Seslerin ortak kökeni
Science dergisinde yayınlanan ikinci makale de ortak köken sorusuna, bu sefer farklı bir yöntemle yaklaştı. Makalenin yazarı Yeni Zelandalı Quentin Atkinson, türler arasında evrimsel soy ağaçları üzerine çalışmalarıyla tanınan bir biyolog.

Atkinson, WALS'ta bulunan 504 günümüz dilinin çeşitliliklerini ve coğrafi dağılımlarını inceledi. Ancak Atkinson, dillerin çeşitliliğini gramer veya sözcükler yerine dillerin sesçik (fonem) dağarcığıyla ölçtü.

Çalışmanın sonuçları netti: Dünya dillerin sesçik çeşitliliği, Afrika'dan uzaklaştıkça belirgin biçimde azalmaktaydı - tıpkı insan genetik çeşitliliği gibi.

Örneğin kimi Afrika dillerinde 100'ü aşkın sesçik bulunabilirken, bu rakam Avustronezya dil ailesinden Havai dilinde 13'e düşüyordu.

Atkinson, diller arasındaki akrabalıklar gibi değişkenleri de göz önüne aldıktan sonra, dillerin tek bir kökeni olduğu ve bu ata dilin güney Afrika'da doğduğu olduğu sonucuna ulaştı.

Araştırmada ayrıca sesçik çeşitliliği ve nüfus büyüklüğü arasında bir bağıntı da görüldü. Örneğin Afrika'dan göç ettikten sonra nüfusun patlama yaptığı Güneydoğu Asya'da sesçik çeşitliliği yüksek. Bu da nüfus çoğaldıkça genetik çeşitliliğin artmasını anımsatıyor.

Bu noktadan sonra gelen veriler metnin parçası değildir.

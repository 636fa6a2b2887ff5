//! Application-wide error types.

use thiserror::Error;

/// Result type alias using `AppError`.
pub type AppResult<T> = Result<T, AppError>;

/// Application error types.
#[derive(Debug, Clone, PartialEq, Eq, Error)]
pub enum AppError {
    /// Validation error.
    #[error("Validation error: {0}")]
    Validation(String),

    /// Configuration could not be loaded or is inconsistent.
    #[error("Configuration error: {0}")]
    Config(String),
}

impl AppError {
    /// Stable machine-readable code for the error.
    #[must_use]
    pub const fn error_code(&self) -> &'static str {
        match self {
            Self::Validation(_) => "VALIDATION_ERROR",
            Self::Config(_) => "CONFIG_ERROR",
        }
    }
}

impl From<config::ConfigError> for AppError {
    fn from(err: config::ConfigError) -> Self {
        Self::Config(err.to_string())
    }
}

#[cfg(test)]
mod tests {
    use super::*;

    #[test]
    fn test_error_codes() {
        assert_eq!(
            AppError::Validation(String::new()).error_code(),
            "VALIDATION_ERROR"
        );
        assert_eq!(AppError::Config(String::new()).error_code(), "CONFIG_ERROR");
    }

    #[test]
    fn test_error_display() {
        assert_eq!(
            AppError::Validation("msg".into()).to_string(),
            "Validation error: msg"
        );
        assert_eq!(
            AppError::Config("msg".into()).to_string(),
            "Configuration error: msg"
        );
    }

    #[test]
    fn test_from_config_error() {
        let err: AppError = config::ConfigError::Message("bad key".into()).into();
        assert_eq!(err.error_code(), "CONFIG_ERROR");
        assert!(err.to_string().contains("bad key"));
    }
}
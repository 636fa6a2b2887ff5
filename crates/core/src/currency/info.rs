//! Currency metadata and the lightweight currency identifier.

use std::hash::{Hash, Hasher};

use chrono::{NaiveDate, Utc};
use coinage_shared::{CurrencyCode, MinorUnit};
use rust_decimal::Decimal;
use serde::{Serialize, Serializer};

use super::iso4217::CurrencyRecord;
use super::region;
use super::registry::CurrencyRegistry;
use crate::error::{MoneyError, MoneyResult};
use crate::format::Culture;

/// Index of a namespace inside a [`CurrencyRegistry`].
#[derive(Debug, Clone, Copy, PartialEq, Eq, Hash, PartialOrd, Ord)]
pub struct NamespaceId(pub(crate) u8);

impl NamespaceId {
    /// The current ISO-4217 namespace.
    pub const ISO_4217: Self = Self(0);
    /// The historic ISO-4217 namespace.
    pub const ISO_4217_HISTORIC: Self = Self(1);

    /// Returns the raw index.
    #[must_use]
    pub const fn index(self) -> u8 {
        self.0
    }
}

/// Full metadata of a currency, as held by the registry.
#[derive(Debug, Clone, PartialEq, Eq, Serialize)]
pub struct CurrencyInfo {
    /// Three-letter code.
    pub code: CurrencyCode,
    /// ISO-4217 numeric code, 0 when the currency has none.
    pub numeric_code: u16,
    /// How the currency subdivides.
    pub minor_unit: MinorUnit,
    /// English name.
    pub english_name: String,
    /// Currency symbol, `¤` when unknown.
    pub symbol: String,
    /// First day the currency was valid.
    pub introduced_on: Option<NaiveDate>,
    /// Last day the currency was valid.
    pub expired_on: Option<NaiveDate>,
    /// False for user-registered currencies.
    pub is_iso4217: bool,
    /// Namespace the currency is registered in.
    pub namespace: String,
    #[serde(skip)]
    pub(crate) namespace_id: NamespaceId,
}

impl CurrencyInfo {
    pub(crate) fn from_record(
        record: &CurrencyRecord,
        namespace: &str,
        namespace_id: NamespaceId,
    ) -> Self {
        Self {
            code: CurrencyCode::from_static(record.code),
            numeric_code: record.numeric_code,
            minor_unit: record.minor_unit,
            english_name: record.english_name.to_string(),
            symbol: record.symbol.to_string(),
            introduced_on: record.introduced_on(),
            expired_on: record.expired_on(),
            is_iso4217: true,
            namespace: namespace.to_string(),
            namespace_id,
        }
    }

    /// Returns the identifier for this currency.
    #[must_use]
    pub fn currency(&self) -> Currency {
        Currency {
            code: self.code,
            namespace: self.namespace_id,
            is_iso4217: self.is_iso4217,
        }
    }

    /// Number of fractional digits (sentinel minor units map to 1 and 0).
    #[must_use]
    pub fn decimal_digits(&self) -> u32 {
        self.minor_unit.decimal_digits()
    }

    /// Returns true unless the currency divides into fifths.
    #[must_use]
    pub fn minor_unit_is_decimal_based(&self) -> bool {
        self.minor_unit.is_decimal_based()
    }

    /// Smallest representable amount.
    #[must_use]
    pub fn minimal_amount(&self) -> Decimal {
        self.minor_unit.minimal_amount()
    }

    /// Numeric code zero-padded to three digits ("036").
    #[must_use]
    pub fn numeric_code_string(&self) -> String {
        format!("{:03}", self.numeric_code)
    }

    /// Returns true if the currency is outside its validity window on `date`.
    #[must_use]
    pub fn is_historic_on(&self, date: NaiveDate) -> bool {
        self.expired_on.is_some_and(|expired| expired < date)
            || self.introduced_on.is_some_and(|introduced| introduced > date)
    }

    /// Returns true if the currency is outside its validity window today (UTC).
    #[must_use]
    pub fn is_historic(&self) -> bool {
        self.is_historic_on(Utc::now().date_naive())
    }

    /// Returns true if the currency is legal tender on `date`.
    #[must_use]
    pub fn is_valid_on(&self, date: NaiveDate) -> bool {
        !self.is_historic_on(date)
    }
}

/// Lightweight, copyable currency identifier.
///
/// Equality and hashing use the code only; metadata is looked up in a
/// [`CurrencyRegistry`] on demand.
#[derive(Debug, Clone, Copy, Eq)]
pub struct Currency {
    code: CurrencyCode,
    namespace: NamespaceId,
    is_iso4217: bool,
}

impl Currency {
    /// The "no currency" code `XXX`.
    pub const NO_CURRENCY: Self = Self::iso("XXX");

    pub(crate) const fn iso(code: &'static str) -> Self {
        Self {
            code: CurrencyCode::from_static(code),
            namespace: NamespaceId::ISO_4217,
            is_iso4217: true,
        }
    }

    /// Resolves a currency by code, searching every namespace.
    pub fn from_code(code: &str, registry: &CurrencyRegistry) -> MoneyResult<Self> {
        Ok(registry.get(code)?.currency())
    }

    /// Resolves a currency by code inside one namespace.
    pub fn from_code_in(
        code: &str,
        namespace: &str,
        registry: &CurrencyRegistry,
    ) -> MoneyResult<Self> {
        Ok(registry.get_in(code, namespace)?.currency())
    }

    /// Resolves the currency of an ISO-3166 alpha-2 region ("NL", "US").
    pub fn from_region(region_code: &str, registry: &CurrencyRegistry) -> MoneyResult<Self> {
        if region_code.trim().is_empty() {
            return Err(MoneyError::InvalidArgument(
                "region must not be empty".to_string(),
            ));
        }
        let code = region::currency_for_region(region_code).ok_or_else(|| {
            MoneyError::InvalidArgument(format!("{region_code} is not a known region"))
        })?;
        Self::from_code(code, registry)
    }

    /// Resolves the home currency of a culture.
    ///
    /// # Errors
    ///
    /// Returns `InvalidArgument` for the invariant culture, which has no
    /// region.
    pub fn from_culture(culture: &Culture, registry: &CurrencyRegistry) -> MoneyResult<Self> {
        let region_code = culture.region().ok_or_else(|| {
            MoneyError::InvalidArgument(format!(
                "culture {culture} has no region, a specific culture is required"
            ))
        })?;
        Self::from_region(region_code, registry)
    }

    /// Resolves the currency of a specific culture name ("nl-NL", "en_US").
    ///
    /// Neutral cultures ("en") have no region and are rejected.
    pub fn from_culture_name(name: &str, registry: &CurrencyRegistry) -> MoneyResult<Self> {
        let region_code = region::region_of_culture(name).ok_or_else(|| {
            MoneyError::InvalidArgument(format!(
                "culture '{name}' is neutral or invalid, a specific culture is required"
            ))
        })?;
        Self::from_region(region_code, registry)
    }

    /// Three-letter code.
    #[must_use]
    pub const fn code(&self) -> CurrencyCode {
        self.code
    }

    /// Namespace the currency was resolved from.
    #[must_use]
    pub const fn namespace_id(&self) -> NamespaceId {
        self.namespace
    }

    /// False for user-registered currencies.
    #[must_use]
    pub const fn is_iso4217(&self) -> bool {
        self.is_iso4217
    }

    /// Looks up the full metadata of this currency.
    pub fn info(&self, registry: &CurrencyRegistry) -> MoneyResult<std::sync::Arc<CurrencyInfo>> {
        registry.get_currency(self)
    }
}

impl PartialEq for Currency {
    fn eq(&self, other: &Self) -> bool {
        self.code == other.code
    }
}

impl Hash for Currency {
    fn hash<H: Hasher>(&self, state: &mut H) {
        self.code.hash(state);
    }
}

impl std::fmt::Display for Currency {
    fn fmt(&self, f: &mut std::fmt::Formatter<'_>) -> std::fmt::Result {
        write!(f, "{}", self.code)
    }
}

impl Serialize for Currency {
    fn serialize<S>(&self, serializer: S) -> Result<S::Ok, S::Error>
    where
        S: Serializer,
    {
        self.code.serialize(serializer)
    }
}
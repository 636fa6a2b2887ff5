//! The rounded money value type.
//!
//! CRITICAL: Never use floating-point for money calculations.
//! Amounts are `rust_decimal::Decimal` and are rounded to the currency's
//! minor unit on every construction, so no unrounded `Money` can exist.

use std::cmp::Ordering;
use std::hash::{Hash, Hasher};
use std::ops::{Add, Div, Mul, Neg, Rem, Sub};

use coinage_shared::MinorUnit;
use rust_decimal::Decimal;
use serde::{Serialize, Serializer};

use crate::currency::iso4217::find_current;
use crate::currency::{Currency, CurrencyInfo, CurrencyRegistry};
use crate::error::{MoneyError, MoneyResult};

/// A monetary amount bound to a currency.
///
/// Two values are equal when amount and currency match; `1.0 EUR == 1.00 EUR`.
/// Values in different currencies are unordered.
#[derive(Debug, Clone, Copy)]
pub struct Money {
    amount: Decimal,
    currency: Currency,
    minor_unit: MinorUnit,
}

impl Money {
    /// Creates a money value, rounding `amount` to the currency's minor unit.
    ///
    /// ```
    /// use coinage_core::currency::CurrencyRegistry;
    /// use coinage_core::money::Money;
    /// use rust_decimal_macros::dec;
    ///
    /// let registry = CurrencyRegistry::new();
    /// let jpy = registry.get("JPY").unwrap();
    /// assert_eq!(Money::new(dec!(765.5), &jpy).amount(), dec!(766));
    /// ```
    #[must_use]
    pub fn new(amount: Decimal, info: &CurrencyInfo) -> Self {
        Self::with_unit(amount, info.currency(), info.minor_unit)
    }

    /// Creates a money value from a currency identifier.
    ///
    /// # Errors
    ///
    /// Returns `UnknownCurrencyCode` if the currency is no longer registered.
    pub fn from_currency(
        amount: Decimal,
        currency: Currency,
        registry: &CurrencyRegistry,
    ) -> MoneyResult<Self> {
        Ok(Self::new(amount, &*registry.get_currency(&currency)?))
    }

    /// Zero in the given currency.
    #[must_use]
    pub fn zero(info: &CurrencyInfo) -> Self {
        Self::new(Decimal::ZERO, info)
    }

    /// Euros.
    #[must_use]
    pub fn euro(amount: Decimal) -> Self {
        Self::iso(amount, "EUR")
    }

    /// US dollars.
    #[must_use]
    pub fn us_dollar(amount: Decimal) -> Self {
        Self::iso(amount, "USD")
    }

    /// Japanese yen.
    #[must_use]
    pub fn yen(amount: Decimal) -> Self {
        Self::iso(amount, "JPY")
    }

    /// Pounds sterling.
    #[must_use]
    pub fn pound_sterling(amount: Decimal) -> Self {
        Self::iso(amount, "GBP")
    }

    /// Chinese yuan.
    #[must_use]
    pub fn yuan(amount: Decimal) -> Self {
        Self::iso(amount, "CNY")
    }

    fn iso(amount: Decimal, code: &'static str) -> Self {
        let minor_unit = find_current(code).map_or(MinorUnit::TWO, |record| record.minor_unit);
        Self::with_unit(amount, Currency::iso(code), minor_unit)
    }

    pub(crate) fn with_unit(amount: Decimal, currency: Currency, minor_unit: MinorUnit) -> Self {
        Self {
            amount: minor_unit.round(amount),
            currency,
            minor_unit,
        }
    }

    fn with_amount(&self, amount: Decimal) -> Self {
        Self::with_unit(amount, self.currency, self.minor_unit)
    }

    /// The rounded amount.
    #[must_use]
    pub const fn amount(&self) -> Decimal {
        self.amount
    }

    /// The currency.
    #[must_use]
    pub const fn currency(&self) -> Currency {
        self.currency
    }

    /// The currency's minor unit.
    #[must_use]
    pub const fn minor_unit(&self) -> MinorUnit {
        self.minor_unit
    }

    /// Returns true if the amount is zero.
    #[must_use]
    pub fn is_zero(&self) -> bool {
        self.amount.is_zero()
    }

    /// Returns true if the amount is below zero.
    #[must_use]
    pub fn is_negative(&self) -> bool {
        self.amount < Decimal::ZERO
    }

    /// Returns true if the amount is above zero.
    #[must_use]
    pub fn is_positive(&self) -> bool {
        self.amount > Decimal::ZERO
    }

    pub(crate) fn ensure_same_currency(&self, other: &Self) -> MoneyResult<()> {
        if self.currency == other.currency {
            Ok(())
        } else {
            Err(MoneyError::mismatch(self.currency, other.currency))
        }
    }

    /// Adds two values.
    ///
    /// A zero operand is returned as-is regardless of its currency.
    ///
    /// # Errors
    ///
    /// Returns `InvalidCurrency` for two non-zero values in different
    /// currencies, or `Overflow`.
    pub fn add(&self, other: &Self) -> MoneyResult<Self> {
        if other.is_zero() {
            return Ok(*self);
        }
        if self.is_zero() {
            return Ok(*other);
        }
        self.ensure_same_currency(other)?;
        let sum = self
            .amount
            .checked_add(other.amount)
            .ok_or(MoneyError::Overflow {
                operation: "addition",
            })?;
        Ok(self.with_amount(sum))
    }

    /// Subtracts `other`.
    ///
    /// Subtracting zero returns `self`; subtracting from zero returns the
    /// negated `other`.
    ///
    /// # Errors
    ///
    /// Returns `InvalidCurrency` for two non-zero values in different
    /// currencies, or `Overflow`.
    pub fn subtract(&self, other: &Self) -> MoneyResult<Self> {
        if other.is_zero() {
            return Ok(*self);
        }
        if self.is_zero() {
            return Ok(other.negate());
        }
        self.ensure_same_currency(other)?;
        let difference = self
            .amount
            .checked_sub(other.amount)
            .ok_or(MoneyError::Overflow {
                operation: "subtraction",
            })?;
        Ok(self.with_amount(difference))
    }

    /// Adds a plain amount in this value's currency.
    ///
    /// # Errors
    ///
    /// Returns `Overflow`.
    pub fn add_amount(&self, amount: Decimal) -> MoneyResult<Self> {
        if amount.is_zero() {
            return Ok(*self);
        }
        let sum = self.amount.checked_add(amount).ok_or(MoneyError::Overflow {
            operation: "addition",
        })?;
        Ok(self.with_amount(sum))
    }

    /// Subtracts a plain amount in this value's currency.
    ///
    /// # Errors
    ///
    /// Returns `Overflow`.
    pub fn subtract_amount(&self, amount: Decimal) -> MoneyResult<Self> {
        if amount.is_zero() {
            return Ok(*self);
        }
        let difference = self.amount.checked_sub(amount).ok_or(MoneyError::Overflow {
            operation: "subtraction",
        })?;
        Ok(self.with_amount(difference))
    }

    /// Multiplies by a factor and rounds back to the minor unit.
    ///
    /// Use [`to_exact`](Self::to_exact) to chain multiplications without
    /// intermediate rounding.
    ///
    /// # Errors
    ///
    /// Returns `Overflow`.
    pub fn multiply(&self, factor: Decimal) -> MoneyResult<Self> {
        if factor == Decimal::ONE {
            return Ok(*self);
        }
        let product = self.amount.checked_mul(factor).ok_or(MoneyError::Overflow {
            operation: "multiplication",
        })?;
        Ok(self.with_amount(product))
    }

    /// Divides by a divisor and rounds back to the minor unit.
    ///
    /// The rounding may lose fractions; use [`split`](Self::split) to divide
    /// without losing any.
    ///
    /// # Errors
    ///
    /// Returns `DivideByZero` or `Overflow`.
    pub fn divide(&self, divisor: Decimal) -> MoneyResult<Self> {
        if divisor.is_zero() {
            return Err(MoneyError::DivideByZero);
        }
        if divisor == Decimal::ONE {
            return Ok(*self);
        }
        let quotient = self.amount.checked_div(divisor).ok_or(MoneyError::Overflow {
            operation: "division",
        })?;
        Ok(self.with_amount(quotient))
    }

    /// Divides two values of the same currency, yielding a plain ratio.
    ///
    /// # Errors
    ///
    /// Returns `InvalidCurrency`, `DivideByZero` or `Overflow`.
    pub fn ratio(&self, other: &Self) -> MoneyResult<Decimal> {
        self.ensure_same_currency(other)?;
        if other.is_zero() {
            return Err(MoneyError::DivideByZero);
        }
        self.amount
            .checked_div(other.amount)
            .ok_or(MoneyError::Overflow {
                operation: "division",
            })
    }

    /// Remainder of dividing by another value of the same currency.
    ///
    /// # Errors
    ///
    /// Returns `InvalidCurrency` or `DivideByZero`.
    pub fn remainder(&self, other: &Self) -> MoneyResult<Self> {
        self.ensure_same_currency(other)?;
        if other.is_zero() {
            return Err(MoneyError::DivideByZero);
        }
        let remainder = self
            .amount
            .checked_rem(other.amount)
            .ok_or(MoneyError::Overflow {
                operation: "remainder",
            })?;
        Ok(self.with_amount(remainder))
    }

    /// Flips the sign.
    #[must_use]
    pub fn negate(&self) -> Self {
        Self {
            amount: -self.amount,
            ..*self
        }
    }

    /// Unary plus; returns the value unchanged.
    #[must_use]
    pub const fn plus(&self) -> Self {
        *self
    }

    /// Absolute value.
    #[must_use]
    pub fn abs(&self) -> Self {
        Self {
            amount: self.amount.abs(),
            ..*self
        }
    }

    /// Adds one minimal amount (one cent for EUR, one yen for JPY).
    ///
    /// # Errors
    ///
    /// Returns `Overflow`.
    pub fn increment(&self) -> MoneyResult<Self> {
        self.add_amount(self.minor_unit.minimal_amount())
    }

    /// Subtracts one minimal amount.
    ///
    /// # Errors
    ///
    /// Returns `Overflow`.
    pub fn decrement(&self) -> MoneyResult<Self> {
        self.subtract_amount(self.minor_unit.minimal_amount())
    }

    /// Compares two values.
    ///
    /// Zero compares against any currency.
    ///
    /// # Errors
    ///
    /// Returns `InvalidCurrency` for two non-zero values in different currencies.
    pub fn try_cmp(&self, other: &Self) -> MoneyResult<Ordering> {
        if self.currency != other.currency && !self.is_zero() && !other.is_zero() {
            return Err(MoneyError::mismatch(self.currency, other.currency));
        }
        Ok(self.amount.cmp(&other.amount))
    }
}

impl PartialEq for Money {
    fn eq(&self, other: &Self) -> bool {
        self.currency == other.currency && self.amount == other.amount
    }
}

impl Eq for Money {}

impl Hash for Money {
    fn hash<H: Hasher>(&self, state: &mut H) {
        self.amount.normalize().hash(state);
        self.currency.hash(state);
    }
}

impl PartialOrd for Money {
    fn partial_cmp(&self, other: &Self) -> Option<Ordering> {
        if self.currency == other.currency {
            Some(self.amount.cmp(&other.amount))
        } else {
            None
        }
    }
}

impl std::fmt::Display for Money {
    fn fmt(&self, f: &mut std::fmt::Formatter<'_>) -> std::fmt::Result {
        match self.minor_unit {
            MinorUnit::NotApplicable => write!(f, "{} {}", self.amount, self.currency),
            unit => {
                let digits = unit.decimal_digits() as usize;
                write!(f, "{:.digits$} {}", self.amount, self.currency)
            }
        }
    }
}

impl Serialize for Money {
    fn serialize<S>(&self, serializer: S) -> Result<S::Ok, S::Error>
    where
        S: Serializer,
    {
        self.to_record().serialize(serializer)
    }
}

impl Add for Money {
    type Output = MoneyResult<Self>;

    fn add(self, rhs: Self) -> Self::Output {
        Self::add(&self, &rhs)
    }
}

impl Sub for Money {
    type Output = MoneyResult<Self>;

    fn sub(self, rhs: Self) -> Self::Output {
        self.subtract(&rhs)
    }
}

impl Rem for Money {
    type Output = MoneyResult<Self>;

    fn rem(self, rhs: Self) -> Self::Output {
        self.remainder(&rhs)
    }
}

impl Mul<Decimal> for Money {
    type Output = MoneyResult<Self>;

    fn mul(self, rhs: Decimal) -> Self::Output {
        self.multiply(rhs)
    }
}

impl Div<Decimal> for Money {
    type Output = MoneyResult<Self>;

    fn div(self, rhs: Decimal) -> Self::Output {
        self.divide(rhs)
    }
}

impl Neg for Money {
    type Output = Self;

    fn neg(self) -> Self::Output {
        self.negate()
    }
}
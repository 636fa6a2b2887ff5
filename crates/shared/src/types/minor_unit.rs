//! Minor-unit policies.
//!
//! A minor unit describes how a currency subdivides: a power of ten for most
//! currencies, one fifth for a handful (MGA, MRU), and nothing at all for
//! bullion and testing codes.

use rust_decimal::{Decimal, RoundingStrategy};
use serde::{Deserialize, Serialize};

use crate::error::{AppError, AppResult};

/// Largest decimal exponent a minor unit can describe.
pub const MAX_DECIMAL_PLACES: u8 = 28;

/// How a currency divides into its smallest unit.
///
/// Deserialization rejects more than 28 decimal places.
#[derive(Debug, Clone, Copy, PartialEq, Eq, Hash, Serialize, Deserialize)]
#[serde(
    rename_all = "snake_case",
    tag = "kind",
    content = "places",
    try_from = "MinorUnitRepr"
)]
pub enum MinorUnit {
    /// Power-of-ten subdivision with the given number of fractional digits.
    DecimalPlaces(u8),
    /// Subdivision into five subunits (0.2 steps).
    NonDecimalFifth,
    /// No subdivision is defined.
    NotApplicable,
}

/// Unchecked wire form of [`MinorUnit`].
#[derive(Deserialize)]
#[serde(rename_all = "snake_case", tag = "kind", content = "places")]
enum MinorUnitRepr {
    DecimalPlaces(u8),
    NonDecimalFifth,
    NotApplicable,
}

impl TryFrom<MinorUnitRepr> for MinorUnit {
    type Error = AppError;

    fn try_from(repr: MinorUnitRepr) -> AppResult<Self> {
        match repr {
            MinorUnitRepr::DecimalPlaces(places) => Self::decimal_places(places),
            MinorUnitRepr::NonDecimalFifth => Ok(Self::NonDecimalFifth),
            MinorUnitRepr::NotApplicable => Ok(Self::NotApplicable),
        }
    }
}

impl MinorUnit {
    /// No fractional digits.
    pub const ZERO: Self = Self::DecimalPlaces(0);
    /// One fractional digit.
    pub const ONE: Self = Self::DecimalPlaces(1);
    /// Two fractional digits.
    pub const TWO: Self = Self::DecimalPlaces(2);
    /// Three fractional digits.
    pub const THREE: Self = Self::DecimalPlaces(3);
    /// Four fractional digits.
    pub const FOUR: Self = Self::DecimalPlaces(4);

    /// Creates a decimal-based minor unit.
    ///
    /// # Errors
    ///
    /// Returns `AppError::Validation` if `places` exceeds 28.
    pub fn decimal_places(places: u8) -> AppResult<Self> {
        if places > MAX_DECIMAL_PLACES {
            return Err(AppError::Validation(format!(
                "minor unit must be between 0 and {MAX_DECIMAL_PLACES} decimal places, got {places}"
            )));
        }
        Ok(Self::DecimalPlaces(places))
    }

    /// Checks a unit built directly from the `DecimalPlaces` variant.
    ///
    /// # Errors
    ///
    /// Returns `AppError::Validation` if it has more than 28 decimal places.
    pub fn validated(self) -> AppResult<Self> {
        match self {
            Self::DecimalPlaces(places) => Self::decimal_places(places),
            other => Ok(other),
        }
    }

    /// Number of fractional digits shown for this minor unit.
    ///
    /// One-fifth currencies show a single digit; not-applicable shows none.
    #[must_use]
    pub const fn decimal_digits(&self) -> u32 {
        match self {
            Self::DecimalPlaces(places) => *places as u32,
            Self::NonDecimalFifth => 1,
            Self::NotApplicable => 0,
        }
    }

    /// Returns true unless the subdivision is one fifth.
    #[must_use]
    pub const fn is_decimal_based(&self) -> bool {
        !matches!(self, Self::NonDecimalFifth)
    }

    /// Returns the exact number of decimal digits the subdivision represents.
    ///
    /// For one-fifth subdivisions this is log10(5), truncated to five places.
    #[must_use]
    pub fn precise_digits(&self) -> Decimal {
        match self {
            Self::DecimalPlaces(places) => Decimal::from(*places),
            Self::NonDecimalFifth => Decimal::new(69_897, 5),
            Self::NotApplicable => Decimal::ZERO,
        }
    }

    /// Smallest representable amount of a currency with this minor unit.
    ///
    /// Places beyond 28 saturate at `Decimal`'s finest step.
    #[must_use]
    pub fn minimal_amount(&self) -> Decimal {
        match self {
            Self::DecimalPlaces(places) => {
                Decimal::new(1, u32::from((*places).min(MAX_DECIMAL_PLACES)))
            }
            Self::NonDecimalFifth => Decimal::new(2, 1),
            Self::NotApplicable => Decimal::ONE,
        }
    }

    /// Rounds an amount to this minor unit using banker's rounding.
    ///
    /// - Decimal-based: round to `decimal_digits` places.
    /// - One fifth: round `amount / 0.2` to an integer, then multiply back.
    /// - Not applicable: unchanged.
    #[must_use]
    pub fn round(&self, amount: Decimal) -> Decimal {
        match self {
            Self::DecimalPlaces(places) => amount
                .round_dp_with_strategy(u32::from(*places), RoundingStrategy::MidpointNearestEven),
            Self::NonDecimalFifth => {
                let step = self.minimal_amount();
                // amount / 0.2 only overflows above MAX / 5; fall back to whole units there.
                match amount.checked_div(step) {
                    Some(steps) => {
                        steps.round_dp_with_strategy(0, RoundingStrategy::MidpointNearestEven)
                            * step
                    }
                    None => amount.round_dp_with_strategy(0, RoundingStrategy::MidpointNearestEven),
                }
            }
            Self::NotApplicable => amount,
        }
    }
}

impl std::fmt::Display for MinorUnit {
    fn fmt(&self, f: &mut std::fmt::Formatter<'_>) -> std::fmt::Result {
        match self {
            Self::DecimalPlaces(places) => write!(f, "{places}"),
            Self::NonDecimalFifth => f.write_str("1/5"),
            Self::NotApplicable => f.write_str("N.A."),
        }
    }
}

Atkinson'un bir diğer ilginç gözlemi, ata dilin özellikleri arasında dil şaklatma seslerinin olabileceği. Bu sesler 'cık cık' derken çıkardığımız sesin akrabaları - Türkçe ve Yunanca dahil bazı dillerde örnekleri mevcutlar, İngilizce gibi başka dillerdeyse yoklar. Öte yandan bugün Kalahari Çölü'nde yaşayan ve genetik olarak en 'atasal' sayılan toplulukların kimilerinin dillerinde bu seslerden çok sayıda bulunuyor. Bu da dil şaklatma seslerinin atasal olduğuna işaret ediyor.

Çalışma modern insanın yalnızca genetik değil, kültürel açıdan da tek bir kökene dayandığı fikrini destekliyor.

Kaynak:
Dunn M vd (2011) Nature. http://dx.doi.org/10.1038/nature09923
Atkinson QD (2011) Science 332:346-349. http://www.sciencemag.org/content/332/6027/346.abstract

Mehmet Somel (soL-Bilim)

Sol: Çalışmada kullanılan dillerin dağılımı. Sağ: Sesçik çeşitliliği Afrika'dan uzaklaştıkça azalıyor.